▶ [WHAT THE TASK REQUIRES]: In the entries below, how many lines hold the string "None"? Answer with the number only.
Segment Open
//
// Copyright (c) 2023 SUSE Software Solutions Germany GmbH
//
// This file is part of flake-pilot
//
// Permission is hereby granted, free of charge, to any person obtaining a copy
// of this software and associated documentation files (the "Software"), to deal
// in the Software without restriction, including without limitation the rights
// to use, copy, modify, merge, publish, distribute, sublicense, and/or sell
// copies of the Software, and to permit persons to whom the Software is
// furnished to do so, subject to the following conditions:
//
// The above copyright notice and this permission notice shall be included in
// all copies or substantial portions of the Software.
//
// THE SOFTWARE IS PROVIDED "AS IS", WITHOUT WARRANTY OF ANY KIND, EXPRESS OR
// IMPLIED, INCLUDING BUT NOT LIMITED TO THE WARRANTIES OF MERCHANTABILITY,
// FITNESS FOR A PARTICULAR PURPOSE AND NONINFRINGEMENT. IN NO EVENT SHALL THE
// AUTHORS OR COPYRIGHT HOLDERS BE LIABLE FOR ANY CLAIM, DAMAGES OR OTHER
// LIABILITY, WHETHER IN AN ACTION OF CONTRACT, TORT OR OTHERWISE, ARISING FROM,
// OUT OF OR IN CONNECTION WITH THE SOFTWARE OR THE USE OR OTHER DEALINGS IN THE
// SOFTWARE.
//
use std::collections::HashMap;

use lazy_static::lazy_static;
use regex::{Captures, Regex};

lazy_static! {
    // Matches both $name and ${name} forms of a placeholder.
    static ref PLACEHOLDER: Regex = Regex::new(
        r"\$\{(?P<braced>[A-Za-z_][A-Za-z0-9_]*)\}|\$(?P<bare>[A-Za-z_][A-Za-z0-9_]*)"
    ).unwrap();
}

/// Expand `$name`/`${name}` placeholders in `text` in a single pass.
///
/// Precedence, highest wins: `rpc_vars` > `container_vars` > `global_vars`.
/// A placeholder whose name is undefined in all three scopes is left in
/// the output unchanged. Expansion is not recursive: a value substituted
/// in is never itself re-scanned for placeholders.
pub fn apply(
    text: &str,
    global_vars: &HashMap<String, String>,
    container_vars: &HashMap<String, String>,
    rpc_vars: Option<&HashMap<String, String>>,
) -> String {
    PLACEHOLDER.replace_all(text, |caps: &Captures| {
        let name = caps.name("braced")
            .or_else(|| caps.name("bare"))
            .map(|m| m.as_str())
            .unwrap_or("");
        lookup(name, global_vars, container_vars, rpc_vars)
            .unwrap_or_else(|| caps.get(0).unwrap().as_str().to_string())
    }).into_owned()
}

fn lookup(
    name: &str,
    global_vars: &HashMap<String, String>,
    container_vars: &HashMap<String, String>,
    rpc_vars: Option<&HashMap<String, String>>,
) -> Option<String> {
    if let Some(vars) = rpc_vars {
        if let Some(value) = vars.get(name) {
            return Some(value.clone());
        }
    }
    if let Some(value) = container_vars.get(name) {
        return Some(value.clone());
    }
    global_vars.get(name).cloned()
}

#[cfg(test)]
mod tests {
    use super::*;

    fn map(pairs: &[(&str, &str)]) -> HashMap<String, String> {
        pairs.iter().map(|(k, v)| (k.to_string(), v.to_string())).collect()
    }

    #[test]
    fn unknown_key_passes_through() {
        let global = map(&[("a", "1")]);
        let container = HashMap::new();
        let result = apply("$a-$b", &global, &container, None);
        assert_eq!(result, "1-$b");
    }

    #[test]
    fn braced_form_is_equivalent() {
        let global = map(&[("a", "1")]);
        let container = HashMap::new();
        let result = apply("${a}-${b}", &global, &container, None);
        assert_eq!(result, "1-${b}");
    }

    #[test]
    fn rpc_wins_over_container_wins_over_global() {
        let global = map(&[("x", "global")]);
        let container = map(&[("x", "container")]);
        let rpc = map(&[("x", "rpc")]);

        assert_eq!(apply("$x", &global, &container, Some(&rpc)), "rpc");
        assert_eq!(apply("$x", &global, &container, None), "container");
        assert_eq!(apply("$x", &global, &HashMap::new(), None), "global");
    }

    #[test]
    fn expansion_is_single_pass() {
        let global = map(&[("a", "$b"), ("b", "final")]);
        let result = apply("$a", &global, &HashMap::new(), None);
        assert_eq!(result, "$b");
    }
}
Segment Closed
▶ [YOUR RESPONSE]: 5